■ **Your assignment**
Every record must be repeated exactly, with no omission.

*** Material supplied Section Begins ***

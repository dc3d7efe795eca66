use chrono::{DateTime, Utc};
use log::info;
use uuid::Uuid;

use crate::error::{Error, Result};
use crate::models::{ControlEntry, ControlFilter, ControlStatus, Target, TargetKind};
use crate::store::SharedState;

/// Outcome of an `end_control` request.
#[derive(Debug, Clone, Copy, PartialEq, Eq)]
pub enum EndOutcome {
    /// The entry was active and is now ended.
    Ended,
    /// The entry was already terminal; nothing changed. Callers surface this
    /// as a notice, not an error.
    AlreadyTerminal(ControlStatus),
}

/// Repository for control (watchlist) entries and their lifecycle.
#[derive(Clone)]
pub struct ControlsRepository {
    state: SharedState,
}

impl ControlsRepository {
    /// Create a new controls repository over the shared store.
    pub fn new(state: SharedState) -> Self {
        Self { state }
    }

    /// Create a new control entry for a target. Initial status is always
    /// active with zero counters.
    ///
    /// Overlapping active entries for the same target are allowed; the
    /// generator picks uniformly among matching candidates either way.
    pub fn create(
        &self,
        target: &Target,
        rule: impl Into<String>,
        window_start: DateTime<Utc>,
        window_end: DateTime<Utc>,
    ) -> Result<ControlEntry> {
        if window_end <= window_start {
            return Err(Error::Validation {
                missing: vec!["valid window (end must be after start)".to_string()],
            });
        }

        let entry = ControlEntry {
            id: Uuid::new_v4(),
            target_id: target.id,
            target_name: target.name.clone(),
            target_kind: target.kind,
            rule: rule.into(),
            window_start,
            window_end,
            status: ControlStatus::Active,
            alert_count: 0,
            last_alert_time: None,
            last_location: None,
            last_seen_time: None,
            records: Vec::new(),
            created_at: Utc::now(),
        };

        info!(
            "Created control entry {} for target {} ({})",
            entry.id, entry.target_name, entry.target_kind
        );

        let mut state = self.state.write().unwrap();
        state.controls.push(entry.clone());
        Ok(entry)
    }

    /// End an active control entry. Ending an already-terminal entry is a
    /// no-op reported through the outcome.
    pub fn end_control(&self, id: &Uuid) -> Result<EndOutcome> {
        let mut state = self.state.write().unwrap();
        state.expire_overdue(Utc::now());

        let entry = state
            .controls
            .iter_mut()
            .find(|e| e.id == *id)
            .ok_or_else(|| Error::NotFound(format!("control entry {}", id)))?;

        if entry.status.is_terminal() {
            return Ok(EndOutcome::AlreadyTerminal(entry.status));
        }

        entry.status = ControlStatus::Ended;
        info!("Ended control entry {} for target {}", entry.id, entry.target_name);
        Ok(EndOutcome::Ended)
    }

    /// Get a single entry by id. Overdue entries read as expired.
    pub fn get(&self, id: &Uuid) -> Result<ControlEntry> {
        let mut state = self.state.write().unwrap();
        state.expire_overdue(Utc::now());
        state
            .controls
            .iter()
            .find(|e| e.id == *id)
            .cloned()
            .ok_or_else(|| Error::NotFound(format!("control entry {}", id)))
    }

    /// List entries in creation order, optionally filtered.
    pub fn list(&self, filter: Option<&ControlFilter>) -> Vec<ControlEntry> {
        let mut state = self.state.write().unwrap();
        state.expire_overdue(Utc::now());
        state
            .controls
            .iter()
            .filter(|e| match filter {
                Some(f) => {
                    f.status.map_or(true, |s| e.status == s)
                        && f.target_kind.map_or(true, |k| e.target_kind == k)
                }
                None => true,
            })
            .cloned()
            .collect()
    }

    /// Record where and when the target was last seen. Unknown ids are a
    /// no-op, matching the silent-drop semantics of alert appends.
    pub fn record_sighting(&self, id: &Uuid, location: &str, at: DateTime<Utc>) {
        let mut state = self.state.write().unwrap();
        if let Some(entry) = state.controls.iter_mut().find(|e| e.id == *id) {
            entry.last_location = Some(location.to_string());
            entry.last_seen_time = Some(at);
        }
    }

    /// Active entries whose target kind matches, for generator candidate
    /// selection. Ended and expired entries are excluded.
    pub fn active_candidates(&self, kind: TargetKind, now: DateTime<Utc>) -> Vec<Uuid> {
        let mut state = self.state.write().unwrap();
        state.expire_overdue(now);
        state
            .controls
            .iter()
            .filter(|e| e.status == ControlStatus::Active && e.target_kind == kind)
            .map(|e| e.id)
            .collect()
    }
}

*** Material supplied Section Ends ***

■ **Answer space**
repository dc3d7efe795eca66
use chrono::{DateTime, Utc};
use log::info;
use uuid::Uuid;

use crate::error::{Error, Result};
use crate::models::{ControlEntry, ControlFilter, ControlStatus, Target, TargetKind};
use crate::store::SharedState;

/// Outcome of an `end_control` request.
#[derive(Debug, Clone, Copy, PartialEq, Eq)]
pub enum EndOutcome {
    /// The entry was active and is now ended.
    Ended,
    /// The entry was already terminal; nothing changed. Callers surface this
    /// as a notice, not an error.
    AlreadyTerminal(ControlStatus),
}

/// Repository for control (watchlist) entries and their lifecycle.
#[derive(Clone)]
pub struct ControlsRepository {
    state: SharedState,
}

impl ControlsRepository {
    /// Create a new controls repository over the shared store.
    pub fn new(state: SharedState) -> Self {
        Self { state }
    }

    /// Create a new control entry for a target. Initial status is always
    /// active with zero counters.
    ///
    /// Overlapping active entries for the same target are allowed; the
    /// generator picks uniformly among matching candidates either way.
    pub fn create(
        &self,
        target: &Target,
        rule: impl Into<String>,
        window_start: DateTime<Utc>,
        window_end: DateTime<Utc>,
    ) -> Result<ControlEntry> {
        if window_end <= window_start {
            return Err(Error::Validation {
                missing: vec!["valid window (end must be after start)".to_string()],
            });
        }

        let entry = ControlEntry {
            id: Uuid::new_v4(),
            target_id: target.id,
            target_name: target.name.clone(),
            target_kind: target.kind,
            rule: rule.into(),
            window_start,
            window_end,
            status: ControlStatus::Active,
            alert_count: 0,
            last_alert_time: None,
            last_location: None,
            last_seen_time: None,
            records: Vec::new(),
            created_at: Utc::now(),
        };

        info!(
            "Created control entry {} for target {} ({})",
            entry.id, entry.target_name, entry.target_kind
        );

        let mut state = self.state.write().unwrap();
        state.controls.push(entry.clone());
        Ok(entry)
    }

    /// End an active control entry. Ending an already-terminal entry is a
    /// no-op reported through the outcome.
    pub fn end_control(&self, id: &Uuid) -> Result<EndOutcome> {
        let mut state = self.state.write().unwrap();
        state.expire_overdue(Utc::now());

        let entry = state
            .controls
            .iter_mut()
            .find(|e| e.id == *id)
            .ok_or_else(|| Error::NotFound(format!("control entry {}", id)))?;

        if entry.status.is_terminal() {
            return Ok(EndOutcome::AlreadyTerminal(entry.status));
        }

        entry.status = ControlStatus::Ended;
        info!("Ended control entry {} for target {}", entry.id, entry.target_name);
        Ok(EndOutcome::Ended)
    }

    /// Get a single entry by id. Overdue entries read as expired.
    pub fn get(&self, id: &Uuid) -> Result<ControlEntry> {
        let mut state = self.state.write().unwrap();
        state.expire_overdue(Utc::now());
        state
            .controls
            .iter()
            .find(|e| e.id == *id)
            .cloned()
            .ok_or_else(|| Error::NotFound(format!("control entry {}", id)))
    }

    /// List entries in creation order, optionally filtered.
    pub fn list(&self, filter: Option<&ControlFilter>) -> Vec<ControlEntry> {
        let mut state = self.state.write().unwrap();
        state.expire_overdue(Utc::now());
        state
            .controls
            .iter()
            .filter(|e| match filter {
                Some(f) => {
                    f.status.map_or(true, |s| e.status == s)
                        && f.target_kind.map_or(true, |k| e.target_kind == k)
                }
                None => true,
            })
            .cloned()
            .collect()
    }

    /// Record where and when the target was last seen. Unknown ids are a
    /// no-op, matching the silent-drop semantics of alert appends.
    pub fn record_sighting(&self, id: &Uuid, location: &str, at: DateTime<Utc>) {
        let mut state = self.state.write().unwrap();
        if let Some(entry) = state.controls.iter_mut().find(|e| e.id == *id) {
            entry.last_location = Some(location.to_string());
            entry.last_seen_time = Some(at);
        }
    }

    /// Active entries whose target kind matches, for generator candidate
    /// selection. Ended and expired entries are excluded.
    pub fn active_candidates(&self, kind: TargetKind, now: DateTime<Utc>) -> Vec<Uuid> {
        let mut state = self.state.write().unwrap();
        state.expire_overdue(now);
        state
            .controls
            .iter()
            .filter(|e| e.status == ControlStatus::Active && e.target_kind == kind)
            .map(|e| e.id)
            .collect()
    }
}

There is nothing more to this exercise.